If you want to tech up your moisturizer, you can try the JeNu Plus Ultrasonic Infuser ($195). Every second, 365,000 pulses of ultrasound energy vibrate the “microsphere conducting gel” you put on your skin, which helps with the absorption of your ordinary moisturizer by encouraging it to penetrate deeper. The company promises it’s painless, and an older version gets a 95-percent recommendation rate from community members at cosmetic treatment site RealSelf.
“It’s true that if the right kind of ultrasonic vibrations are used on the right kind of ingredient, penetration may be enhanced,” cosmetic chemist Randy Schueller tells Digital Trends in an email. He’s one of the creators of the website Beauty Brains, where scientists answer beauty-related questions. But he adds that the size, shape, and polarity of the ingredients’ molecules will affect penetration, as will the frequency and power of the ultrasonic waves.

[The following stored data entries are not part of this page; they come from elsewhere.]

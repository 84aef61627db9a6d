//! Download and install size accounting.

use std::collections::HashSet;

use crate::manifest::{ChunkCatalog, FileEntry};
use crate::plan::{PlanError, PlanResult};

/// Download estimate for `files`: every chunk reference counted, at its
/// compressed size when known.
///
/// A chunk shared by several files counts once per reference. Chunks missing
/// from the catalog contribute nothing.
pub fn calculate_total_size<'a, F>(files: F, catalog: &ChunkCatalog) -> u64
where
    F: IntoIterator<Item = &'a FileEntry>,
{
    files
        .into_iter()
        .flat_map(|f| f.chunk_parts())
        .filter_map(|part| catalog.get(&part.guid))
        .map(|chunk| chunk.download_size())
        .sum()
}

/// Bytes actually fetched when each distinct chunk is downloaded once.
pub fn calculate_unique_download_size<'a, F>(files: F, catalog: &ChunkCatalog) -> u64
where
    F: IntoIterator<Item = &'a FileEntry>,
{
    let mut seen = HashSet::new();
    files
        .into_iter()
        .flat_map(|f| f.chunk_parts())
        .filter(|part| seen.insert(part.guid))
        .filter_map(|part| catalog.get(&part.guid))
        .map(|chunk| chunk.download_size())
        .sum()
}

/// Bytes `files` occupy once installed.
pub fn calculate_uncompressed_size<'a, F>(files: F) -> u64
where
    F: IntoIterator<Item = &'a FileEntry>,
{
    files
        .into_iter()
        .flat_map(|f| f.chunk_parts())
        .map(|part| part.size)
        .sum()
}

/// Format a byte count with binary units, e.g. `1.50 MB`.
pub fn format_bytes(bytes: u64) -> String {
    const UNITS: [&str; 5] = ["B", "KB", "MB", "GB", "TB"];
    let mut size = bytes as f64;
    let mut unit = 0;
    while size >= 1024.0 && unit < UNITS.len() - 1 {
        size /= 1024.0;
        unit += 1;
    }
    format!("{:.2} {}", size, UNITS[unit])
}

/// Check a size estimate against the space the caller measured.
///
/// # Errors
///
/// Returns [`PlanError::InsufficientDiskSpace`] when `required > available`.
pub fn ensure_disk_space(required: u64, available: u64) -> PlanResult<()> {
    if required > available {
        return Err(PlanError::InsufficientDiskSpace {
            required,
            available,
        });
    }
    Ok(())
}

#[cfg(test)]
mod tests {
    use super::*;
    use crate::manifest::{Chunk, Guid};

    fn chunk(n: u32, size: u64, compressed: Option<u64>) -> Chunk {
        Chunk {
            guid: Guid::from_words([n, 0, 0, 0]),
            hash: 0,
            sha_hash: None,
            md5: None,
            group_num: 0,
            window_size: size as u32,
            size,
            compressed_size: compressed,
        }
    }

    #[test]
    fn test_shared_chunk_counted_per_reference() {
        let a = Guid::from_words([1, 0, 0, 0]);
        let b = Guid::from_words([2, 0, 0, 0]);
        let catalog = ChunkCatalog::new(vec![chunk(1, 100, Some(40)), chunk(2, 50, None)]).unwrap();
        let files = vec![
            FileEntry::builder("x").push_part(a, 0, 100).build().unwrap(),
            FileEntry::builder("y")
                .push_part(a, 0, 100)
                .push_part(b, 0, 50)
                .build()
                .unwrap(),
        ];

        assert_eq!(calculate_total_size(&files, &catalog), 40 + 40 + 50);
        assert_eq!(calculate_unique_download_size(&files, &catalog), 40 + 50);
        assert_eq!(calculate_uncompressed_size(&files), 250);
    }

    #[test]
    fn test_format_bytes() {
        assert_eq!(format_bytes(0), "0.00 B");
        assert_eq!(format_bytes(1536), "1.50 KB");
        assert_eq!(format_bytes(5 * 1024 * 1024 * 1024), "5.00 GB");
    }

    #[test]
    fn test_ensure_disk_space() {
        assert!(ensure_disk_space(10, 10).is_ok());
        assert!(matches!(
            ensure_disk_space(11, 10),
            Err(PlanError::InsufficientDiskSpace {
                required: 11,
                available: 10
            })
        ));
    }
}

Another device using pulses for skincare is Foreo, which had its Luna 2 on display. The $199 bristle-less silicone device has one side for cleansing and another for anti-aging. The cleaning mode uses 8,000 transdermal sonic pulsations a minute, while lower-frequency pulses supposedly help your skin by making it appear smoother and firmer. It’s the “appear” part that’s crucial, as Foreo isn’t claiming lines and wrinkles will actually disappear.
“Simply applying vibrations to the surface of the skin won’t restore those supportive elements,” says Schueller, referring to collagen and elastin, but “Luna’s massaging effect might plump up the skin and temporarily improve the appearance of fine lines and wrinkles.”